In this post, we are going to talk about TDoS attack. First of all, we recommend that you read our other post, in which we describe the DoS and DDoS attacks:
In its annual report “Internet Crime Report” for 2019, the U.S. Federal Bureau of Investigation (FBI) estimated that TDoS attack caused about $7,600,000 in loss (in the United States alone). You can read this report here.
In the simplest terms, it can be said that a Telephony denial of service (TDoS) attack is a type of denial of service (DoS) attack in which the attackers launch high volume of calls and keeping those calls active for as long as possible against the target network, preventing legitimate calls to come in. This is accomplished when an attacker successfully consumes all available telephone resources, so that there is no unoccupied telephone line.
This attack is very important because your phone lines are a critical tool for communicating with employees and customers. If your lines are down, it can cause reputation damage to your business.
Today, cybercriminals are increasingly interested in creating botnets to launch telephony-denial-of-service or TDoS attacks against businesses.
Of course, TDoS attack isn’t a new threat. In 2013, the FBI and U.S. Department of Homeland Security (DHS) issued a joint alert regarding the TDoS threat and reported that dozens of TDoS attacks targeted the administrative public safety answering points lines (not the 911 emergency line).

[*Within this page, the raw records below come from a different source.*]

//! Envelope-tolerant reader for the claims embedded in cloud tokens.
//!
//! Tokens are opaque signed JWTs. We never verify signatures (the cloud
//! does); we only need the embedded expiry to decide when to renew, so the
//! reader is deliberately forgiving: any structural surprise surfaces as a
//! [`Error::Parse`], which [`crate::auth`] treats the same as "expired".

use std::time::{Duration, SystemTime};

use base64::Engine;
use serde::Deserialize;

use crate::error::Error;

/// The claims we care about. Everything else in the payload is ignored.
#[derive(Clone, Debug, Default)]
pub struct TokenClaims {
    /// `exp`, seconds since the UNIX epoch.
    pub expires_at: Option<u64>,
    /// `sync-version` claim attached to user tokens.
    pub sync_version: Option<u32>,
}

/// Raw payload shape. `exp` arrives as an integer from some token issuers
/// and as a float from others; `serde_json::Number` accepts both.
#[derive(Deserialize)]
struct RawClaims {
    #[serde(default)]
    exp: Option<serde_json::Number>,
    #[serde(default, rename = "sync-version")]
    sync_version: Option<u32>,
}

impl TokenClaims {
    /// Decode the payload segment of `token` without verifying anything.
    pub fn parse_unverified(token: &str) -> Result<Self, Error> {
        let payload_b64 = token
            .split('.')
            .nth(1)
            .ok_or_else(|| Error::parse_msg("token has no payload segment"))?;

        // Issuers disagree on padding; strip it and decode unpadded.
        let unpadded = payload_b64.trim_end_matches('=');
        let payload = base64::engine::general_purpose::URL_SAFE_NO_PAD
            .decode(unpadded)
            .map_err(|e| Error::parse("token payload is not base64url", e))?;

        let raw: RawClaims = serde_json::from_slice(&payload)
            .map_err(|e| Error::parse("token payload is not claims JSON", e))?;

        let expires_at = raw.exp.and_then(|n| {
            n.as_u64().or_else(|| {
                n.as_f64().filter(|f| *f >= 0.0).map(|f| f as u64)
            })
        });

        Ok(Self {
            expires_at,
            sync_version: raw.sync_version,
        })
    }

    /// The absolute expiry instant, if the token carried one.
    pub fn expiry(&self) -> Option<SystemTime> {
        self.expires_at
            .map(|secs| SystemTime::UNIX_EPOCH + Duration::from_secs(secs))
    }
}

/// Build `header.payload.signature` with an arbitrary JSON payload.
#[cfg(test)]
pub(crate) fn fake_token(payload: &str) -> String {
    let engine = &base64::engine::general_purpose::URL_SAFE_NO_PAD;
    let header = engine.encode(r#"{"alg":"HS256","typ":"JWT"}"#);
    let body = engine.encode(payload);
    format!("{header}.{body}.sig")
}

#[cfg(test)]
mod test {
    use super::*;

    #[test]
    fn integer_exp() {
        let token = fake_token(r#"{"exp":1714567890,"sync-version":3}"#);
        let claims = TokenClaims::parse_unverified(&token).unwrap();
        assert_eq!(claims.expires_at, Some(1714567890));
        assert_eq!(claims.sync_version, Some(3));
    }

    #[test]
    fn float_exp() {
        let token = fake_token(r#"{"exp":1714567890.75}"#);
        let claims = TokenClaims::parse_unverified(&token).unwrap();
        assert_eq!(claims.expires_at, Some(1714567890));
    }

    #[test]
    fn missing_exp_is_not_an_error() {
        let token = fake_token(r#"{"iss":"cloud"}"#);
        let claims = TokenClaims::parse_unverified(&token).unwrap();
        assert_eq!(claims.expires_at, None);
        assert_eq!(claims.expiry(), None);
    }

    #[test]
    fn padded_payload_is_tolerated() {
        let engine = &base64::engine::general_purpose::URL_SAFE;
        let body = engine.encode(r#"{"exp":1000}"#);
        let token = format!("h.{body}.s");
        let claims = TokenClaims::parse_unverified(&token).unwrap();
        assert_eq!(claims.expires_at, Some(1000));
    }

    #[test]
    fn garbage_is_a_parse_error() {
        for bad in ["", "nodots", "a.!!!.c", "a.bm90anNvbg.c"] {
            let err = TokenClaims::parse_unverified(bad).unwrap_err();
            assert_eq!(err.kind(), crate::ErrorKind::Parse, "input: {bad:?}");
        }
    }

    #[test]
    fn expiry_maps_to_system_time() {
        let token = fake_token(r#"{"exp":60}"#);
        let claims = TokenClaims::parse_unverified(&token).unwrap();
        assert_eq!(
            claims.expiry().unwrap(),
            SystemTime::UNIX_EPOCH + Duration::from_secs(60)
        );
    }
}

TDoS attacks may have a short duration or occur intermittently over several days.
TDoS attacks have evolved from manual to automation. This means that the attacker’s software uses an infinite number of fake telephone numbers with which to call us. Attackers pull off automated TDoS attacks by installing any of these open source call generator software programs on a Linux server and configuring the software to suit to one’s needs such as setting the victim’s phone numbers. Also, spammers and scammers load malware onto devices to create a botnet which places thousands of automated calls. Another example of a manual TDoS attack is leveraging social media such as Facebook and Twitter to organize individuals into a TDoS calling campaign.
TDoS attacks may take one of several forms:
- Simple Attacks: Originating from a single phone line, sometimes using a spoofed number.
- Complex Attacks: Distinguished by the use of spoofed numbers.
- Distributed Complex Attacks: This attacks use of sophisticated malware to flood businesses.
How Organizations & Companies Can Use TDoS Protection to Minimize Risk
Fortunately, there are measures and solutions to deal with this type of attack or to minimize its destructive results, which we will mention:
Preparing for a TDoS Attack
- Remind employees to protect themselves and the agency, by not responding to abusive statements and not providing personal information to the caller.
- Consider obtaining call recording software to provide evidence to law enforcement of threatening or abusive calls.
- Ensure you have a secondary means of communication, such as cellular telephones or
- Ask your telephony provider what services they provide to monitor and respond to a TDoS attack.
- Use strong phone system passwords which are difficult to crack to reduce the risks that your lines are hacked.
- Are you familiar with the Robocaller attack? Anyway, before continuing to read this post, it is better to read the article about robocaller attack here. With any of these robocall scenarios, attacks can be further mitigated by analyzing call traffic. When the volume of traffic breaches a threshold, further calls are blocked or diverted, ending the attack.
During the Attack
- Limit the number of telephones that the attacked number rings If possible, limit the calls to one telephone and dedicate only one employee to answering that line.
- Consider moving the crucial lines to a different, temporary PBX in case the PBX itself is targeted or overwhelmed.
- Communicate the disruption to your customers via social media and email.
- Actively monitor network security to determine whether the TDoS attack is meant to distract from other hacking events.
- Transnexus: It is a telecom software solution for VoIP providers, telecom companies and other managed service providers designed to safeguard against TDoS and many different network threats. This software using SIP invite, tries to detect fake calls. In this way, the analytical feature assigns a risk profile to calls when a SIP invite is initiated to detect characteristics commonly associated with spoofed calls or TDoS attacks. In a matter of milliseconds, the software can determine whether the call is routed, declined, or redirected according to risk.
- SecureLogix: When hazardous numbers or suspicious call patterns are detected, SecureLogix can automate the process of blocking or redirecting call traffic.